• xsevensinzx (9/13/2016)


    Steve Jones - SSC Editor (9/13/2016)


    You could do this in a header, but there's no enforcement. People make changes to procs, test them, make more changes, test, fix things, test, and by then they may not update the header. A checkin to a VCS, requiring a comment, is a good way to try and force someone to write a comment at the time the code is working, and it's being checked in. Not at the first attempt to change.

    Jira, PM, any system can work, but none of them connect to the time when a change is actually completed in code.

    If you're not enforcing proper code standards and styles then you are not committing your code correctly either. Committing in this context means not properly committing your code to SQL Server without the proper documentation, not just the VC.

    If you can enforce people to commit and use VC, you should be forcing them to comment and document too. VC usage or not, everyone should be documenting inside their code under the same guidelines and enforcement.

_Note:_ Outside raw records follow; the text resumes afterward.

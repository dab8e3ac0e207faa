//! Node count termination.

use super::Termination;
use crate::scope::SearchScope;

/// Stops the search after `limit` decision nodes.
///
/// Dynamic programming counts one node per table row.
///
/// # Example
///
/// ```
/// use knapforge_solver::termination::{NodeCountTermination, Termination};
/// use knapforge_solver::SearchScope;
///
/// let limit = NodeCountTermination::new(2);
/// let mut scope = SearchScope::new();
/// scope.increment_node_count();
/// assert!(!limit.is_terminated(&scope));
/// scope.increment_node_count();
/// assert!(limit.is_terminated(&scope));
/// ```
#[derive(Debug, Clone)]
pub struct NodeCountTermination {
    limit: u64,
}

impl NodeCountTermination {
    pub fn new(limit: u64) -> Self {
        Self { limit }
    }
}

impl Termination for NodeCountTermination {
    fn is_terminated(&self, scope: &SearchScope) -> bool {
        scope.nodes_explored() >= self.limit
    }
}
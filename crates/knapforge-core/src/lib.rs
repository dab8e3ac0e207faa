//! KnapForge Core - Core types for 0/1 knapsack solving
//!
//! This crate provides the fundamental abstractions for KnapForge:
//! - Items and problem instances with input validation
//! - The scoped selection buffer used while searching
//! - The solution type returned by every solver strategy
//! - The error taxonomy shared by all crates

pub mod domain;
pub mod error;

pub use domain::{
    validate_items, InstanceTotals, Item, KnapsackProblem, KnapsackSolution, Selection,
};
pub use error::{KnapsackError, Result};
//! Argument parsing and the solve pipeline.

use std::io::{self, Write};
use std::path::PathBuf;

use clap::Parser;
use knapforge::{
    load_config, Catalogue, CatalogueError, CatalogueListing, ConfigError, KnapsackError,
    SolveReport, Solver, SolverConfig,
};
use thiserror::Error;
use tracing::info;

/// Configuration file read from the working directory when `--config` is
/// not given.
const DEFAULT_CONFIG: &str = "solver.toml";

/// Command-line arguments.
#[derive(Parser, Debug)]
#[command(author, version, about, long_about = None)]
pub struct Args {
    /// Catalogue file with one `name,value,weight,image` record per line
    #[arg(long)]
    pub catalogue: PathBuf,

    /// Maximum total weight
    #[arg(long, allow_negative_numbers = true)]
    pub capacity: i64,

    /// Solver configuration (TOML or YAML)
    ///
    /// Without this flag `solver.toml` is used if present.
    #[arg(short, long)]
    pub config: Option<PathBuf>,

    /// List the catalogue items whose name contains this text
    /// (case-insensitive)
    ///
    /// The listing is printed before the report. The solve always covers
    /// the whole catalogue.
    #[arg(short, long)]
    pub filter: Option<String>,

    /// Log level (trace, debug, info, warn, error), overridden by RUST_LOG
    #[arg(short, long, default_value = "info")]
    pub log_level: String,
}

/// Errors reported to the user.
#[derive(Debug, Error)]
pub enum CliError {
    #[error(transparent)]
    Catalogue(#[from] CatalogueError),

    #[error(transparent)]
    Config(#[from] ConfigError),

    #[error(transparent)]
    Knapsack(#[from] KnapsackError),

    #[error("failed to write report: {0}")]
    Output(#[from] io::Error),
}

/// Loads the catalogue, optionally lists the entries matching `--filter`,
/// solves the whole catalogue, and writes the report to `out`.
pub fn run<W: Write>(args: &Args, mut out: W) -> Result<(), CliError> {
    let config = resolve_config(args)?;

    let catalogue = Catalogue::from_path(&args.catalogue)?;
    info!(event = "catalogue_ready", entries = catalogue.len());

    if let Some(query) = &args.filter {
        let matches = catalogue.filter_by_name(query);
        writeln!(out, "Items matching '{query}':")?;
        CatalogueListing::new(&matches).write(&mut out)?;
        writeln!(out)?;
    }

    let result = Solver::with_config(config).solve(&catalogue.items(), args.capacity)?;
    SolveReport::new(&result.solution, args.capacity).write(&mut out)?;
    if !result.is_optimal() {
        writeln!(out)?;
        writeln!(out, "Search stopped early; the selection may not be optimal.")?;
    }
    out.flush()?;
    Ok(())
}

fn resolve_config(args: &Args) -> Result<SolverConfig, CliError> {
    match &args.config {
        Some(path) => {
            let is_yaml = path
                .extension()
                .and_then(|ext| ext.to_str())
                .is_some_and(|ext| {
                    ext.eq_ignore_ascii_case("yaml") || ext.eq_ignore_ascii_case("yml")
                });
            let config = if is_yaml {
                SolverConfig::from_yaml_file(path)?
            } else {
                SolverConfig::load(path)?
            };
            Ok(config)
        }
        None => Ok(load_config(DEFAULT_CONFIG)),
    }
}
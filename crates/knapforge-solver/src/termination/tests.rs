//! Tests for termination conditions.

use std::sync::atomic::{AtomicBool, Ordering};
use std::sync::Arc;
use std::time::Duration;

use super::*;
use crate::scope::SearchScope;

#[test]
fn test_no_termination() {
    let scope = SearchScope::new();
    assert!(!NoTermination.is_terminated(&scope));
}

#[test]
fn test_node_count_termination() {
    let mut scope = SearchScope::new();
    let term = NodeCountTermination::new(3);

    assert!(!term.is_terminated(&scope));
    scope.increment_node_count();
    scope.increment_node_count();
    assert!(!term.is_terminated(&scope));
    scope.increment_node_count();
    assert!(term.is_terminated(&scope));
}

#[test]
fn test_time_termination_zero_limit() {
    let scope = SearchScope::new();
    assert!(TimeTermination::new(Duration::ZERO).is_terminated(&scope));
}

#[test]
fn test_time_termination_not_reached() {
    let scope = SearchScope::new();
    let term = TimeTermination::seconds(3600);
    assert!(!term.is_terminated(&scope));
    assert_eq!(term.limit(), Duration::from_secs(3600));
}

#[test]
fn test_external_termination() {
    let flag = Arc::new(AtomicBool::new(false));
    let term = ExternalTermination::new(Arc::clone(&flag));
    let scope = SearchScope::new();

    assert!(!term.is_terminated(&scope));
    flag.store(true, Ordering::Relaxed);
    assert!(term.is_terminated(&scope));
}

#[test]
fn test_external_termination_from_other_thread() {
    let flag = Arc::new(AtomicBool::new(false));
    let term = ExternalTermination::new(Arc::clone(&flag));

    std::thread::spawn(move || flag.store(true, Ordering::Relaxed))
        .join()
        .unwrap();

    assert!(term.is_terminated(&SearchScope::new()));
}

#[test]
fn test_or_termination() {
    let mut scope = SearchScope::new();
    let term = OrTermination::new((
        TimeTermination::seconds(3600),
        NodeCountTermination::new(1),
    ));

    assert!(!term.is_terminated(&scope));
    scope.increment_node_count();
    assert!(term.is_terminated(&scope));
}

#[test]
fn test_option_termination() {
    let mut scope = SearchScope::new();
    let none: Option<NodeCountTermination> = None;
    let some = Some(NodeCountTermination::new(1));
    scope.increment_node_count();

    assert!(!none.is_terminated(&scope));
    assert!(some.is_terminated(&scope));
}

#[test]
fn test_reference_termination() {
    let mut scope = SearchScope::new();
    let inner = NodeCountTermination::new(1);
    let term = OrTermination::new((&inner, NoTermination));
    scope.increment_node_count();
    assert!(term.is_terminated(&scope));
}
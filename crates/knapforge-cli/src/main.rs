//! Command-line knapsack solver.
//!
//! ```bash
//! knapforge --catalogue items.txt --capacity 50
//! knapforge --catalogue items.txt --capacity 50 --filter lamp --config solver.toml
//! ```

mod cli;

use std::io;
use std::process::ExitCode;

use clap::Parser;
use owo_colors::OwoColorize;

use crate::cli::Args;

fn main() -> ExitCode {
    let args = Args::parse();
    knapforge::console::init(&args.log_level);

    match cli::run(&args, io::stdout().lock()) {
        Ok(()) => ExitCode::SUCCESS,
        Err(err) => {
            eprintln!("{} {}", "error:".bright_red().bold(), err);
            ExitCode::from(1)
        }
    }
}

    But yeah, I get that a commit message means it's done. If someone completes a task in JIRA. Why would it not be done? Do you frequently run into cases when someone was not done? That they lied to you? 😛

    This was baked into our (non-date) developer review criteria years ago, so when it was mandated that all data changes had to use VCS - it automagically was incorporated into the data dev profile as well. They weren't happy that they lost their access past dev, but that feeling passes.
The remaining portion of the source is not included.